The negative control responses for opacity and permeability were less than the upper limits of the laboratory historical range indicating that the negative control did not induce irritancy on the corneas. The mean in vitro irritancy score of the positive control (Ethanol) was 40 and was within two standard deviations of the current historical positive control mean. It was therefore concluded that the test conditions were adequate and that the test system functioned properly.
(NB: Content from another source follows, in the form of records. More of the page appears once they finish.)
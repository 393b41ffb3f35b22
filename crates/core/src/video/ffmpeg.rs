use std::{
    path::{Path, PathBuf},
    process::Stdio,
    time::Duration,
};

use async_trait::async_trait;
use image::RgbaImage;
use serde::Deserialize;
use tokio::process::Command;
use tracing::debug;

use crate::{error::SampleError, types::VideoMetadata, video::VideoAsset};

/// Local video file read through the ffmpeg command-line tools.
///
/// Each seek decodes exactly one frame at the requested position, scaled to
/// the reported dimensions, and keeps it as the current picture.
pub struct FfmpegVideo {
    path: PathBuf,
    metadata: Option<VideoMetadata>,
    current: Option<RgbaImage>,
    released: bool,
}

#[derive(Deserialize)]
struct StreamInfo {
    #[serde(default)]
    streams: Vec<StreamEntry>,
    format: Option<FormatEntry>,
}

#[derive(Deserialize)]
struct StreamEntry {
    width: Option<u32>,
    height: Option<u32>,
    #[serde(default)]
    tags: Option<StreamTags>,
    #[serde(default)]
    side_data_list: Vec<SideData>,
}

#[derive(Deserialize)]
struct StreamTags {
    rotate: Option<String>,
}

#[derive(Deserialize)]
struct SideData {
    rotation: Option<f64>,
}

impl StreamEntry {
    /// Display rotation in degrees; side data wins over the legacy tag.
    fn rotation(&self) -> f64 {
        self.side_data_list
            .iter()
            .find_map(|d| d.rotation)
            .or_else(|| {
                self.tags
                    .as_ref()
                    .and_then(|t| t.rotate.as_deref())
                    .and_then(|r| r.trim().parse::<f64>().ok())
            })
            .unwrap_or(0.0)
    }
}

#[derive(Deserialize)]
struct FormatEntry {
    duration: Option<String>,
}

impl FfmpegVideo {
    pub fn open(path: impl Into<PathBuf>) -> Result<Self, SampleError> {
        let path = path.into();
        if !path.is_file() {
            return Err(SampleError::Load {
                reason: format!("{} is not a readable file", path.display()),
            });
        }

        Ok(Self {
            path,
            metadata: None,
            current: None,
            released: false,
        })
    }

    fn ensure_open(&self) -> Result<(), SampleError> {
        if self.released {
            return Err(SampleError::Load {
                reason: format!("{} was already released", self.path.display()),
            });
        }
        Ok(())
    }

    async fn read_stream_info(path: &Path) -> Result<VideoMetadata, SampleError> {
        let output = Command::new("ffprobe")
            .arg("-v")
            .arg("error")
            .arg("-select_streams")
            .arg("v:0")
            .arg("-show_entries")
            .arg("stream=width,height:stream_tags=rotate:stream_side_data=rotation:format=duration")
            .arg("-of")
            .arg("json")
            .arg(path)
            .kill_on_drop(true)
            .output()
            .await?;

        if !output.status.success() {
            return Err(SampleError::Load {
                reason: String::from_utf8_lossy(&output.stderr).trim().to_string(),
            });
        }

        parse_stream_info(&output.stdout)
    }

    async fn decode_frame_at(
        path: &Path,
        at: Duration,
        metadata: &VideoMetadata,
    ) -> Result<RgbaImage, SampleError> {
        let at_secs = at.as_secs_f64();
        let output = Command::new("ffmpeg")
            .arg("-v")
            .arg("error")
            .arg("-ss")
            .arg(format!("{at_secs:.3}"))
            .arg("-i")
            .arg(path)
            .arg("-frames:v")
            .arg("1")
            .arg("-vf")
            .arg(format!("scale={}:{}", metadata.width, metadata.height))
            .arg("-f")
            .arg("rawvideo")
            .arg("-pix_fmt")
            .arg("rgba")
            .arg("pipe:1")
            .stdin(Stdio::null())
            .kill_on_drop(true)
            .output()
            .await?;

        if !output.status.success() {
            return Err(SampleError::Seek {
                at_secs,
                reason: String::from_utf8_lossy(&output.stderr).trim().to_string(),
            });
        }

        let expected = metadata.width as usize * metadata.height as usize * 4;
        if output.stdout.len() < expected {
            return Err(SampleError::Seek {
                at_secs,
                reason: format!(
                    "decoder produced {} bytes, expected {}",
                    output.stdout.len(),
                    expected
                ),
            });
        }

        let mut data = output.stdout;
        data.truncate(expected);

        RgbaImage::from_raw(metadata.width, metadata.height, data).ok_or(SampleError::Seek {
            at_secs,
            reason: "decoded buffer does not match frame size".to_string(),
        })
    }
}

fn parse_stream_info(stdout: &[u8]) -> Result<VideoMetadata, SampleError> {
    let info: StreamInfo = serde_json::from_slice(stdout).map_err(|e| SampleError::Load {
        reason: format!("unreadable stream info: {e}"),
    })?;

    let stream = info.streams.first().ok_or(SampleError::Load {
        reason: "no video stream".to_string(),
    })?;

    let duration_secs = info
        .format
        .and_then(|f| f.duration)
        .and_then(|d| d.trim().parse::<f64>().ok())
        .ok_or(SampleError::Load {
            reason: "duration unavailable".to_string(),
        })?;

    // ffmpeg auto-rotates on decode, so report the displayed size
    let (coded_width, coded_height) = (stream.width.unwrap_or(0), stream.height.unwrap_or(0));
    let quarter_turn = (stream.rotation().round() as i64).rem_euclid(180) == 90;
    let (width, height) = if quarter_turn {
        (coded_height, coded_width)
    } else {
        (coded_width, coded_height)
    };

    Ok(VideoMetadata {
        duration_secs,
        width,
        height,
    })
}

#[async_trait]
impl VideoAsset for FfmpegVideo {
    async fn metadata(&mut self) -> Result<VideoMetadata, SampleError> {
        self.ensure_open()?;
        if let Some(metadata) = self.metadata {
            return Ok(metadata);
        }

        let metadata = Self::read_stream_info(&self.path).await?;
        debug!(path = %self.path.display(), ?metadata, "read video metadata");
        self.metadata = Some(metadata);
        Ok(metadata)
    }

    async fn seek(&mut self, at: Duration) -> Result<(), SampleError> {
        let metadata = self.metadata().await?;
        self.current = None;
        let picture = Self::decode_frame_at(&self.path, at, &metadata).await?;
        self.current = Some(picture);
        Ok(())
    }

    fn current_frame(&self) -> Result<RgbaImage, SampleError> {
        self.ensure_open()?;
        self.current.clone().ok_or(SampleError::Load {
            reason: "no frame decoded yet".to_string(),
        })
    }

    fn release(&mut self) {
        if !self.released {
            debug!(path = %self.path.display(), "released video");
        }
        self.current = None;
        self.released = true;
    }
}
Soya/Linseed Oil Fatty Acid-BADGE reaction product did not induce ocular irritation through both endpoints, resulting in a mean in vitro irritancy score of -1.4 after 10 minutes of

treatment.

 

In conclusion, since Soya/Linseed Oil Fatty Acid-BADGE reaction product induced an IVIS ≤ 3, no classification is required for eye irritation or serious eye damage.

 

Respiratory irritation

No data on the respiratory irritation of Soya/Linseed Oil Fatty Acid-BADGE reaction product are available.

 

There are no data gaps for the endpoint irritation/corrosion. No human information is available for this endpoint. However, there is no reason to believe that these results would not be applicable to humans.

Justification for classification or non-classification

Skin irritation

Based on reliable, adequate and relevant data, Soya/Linseed Oil Fatty Acid-BADGE reaction product does not need to be classified for skin irritation according to regulation (EC) 1272/2008.

 

Eye irritation

Based on reliable, adequate and relevant data, Soya/Linseed Oil Fatty Acid-BADGE reaction product does not need to be classified for eye irritation according to regulation (EC) 1272/2008.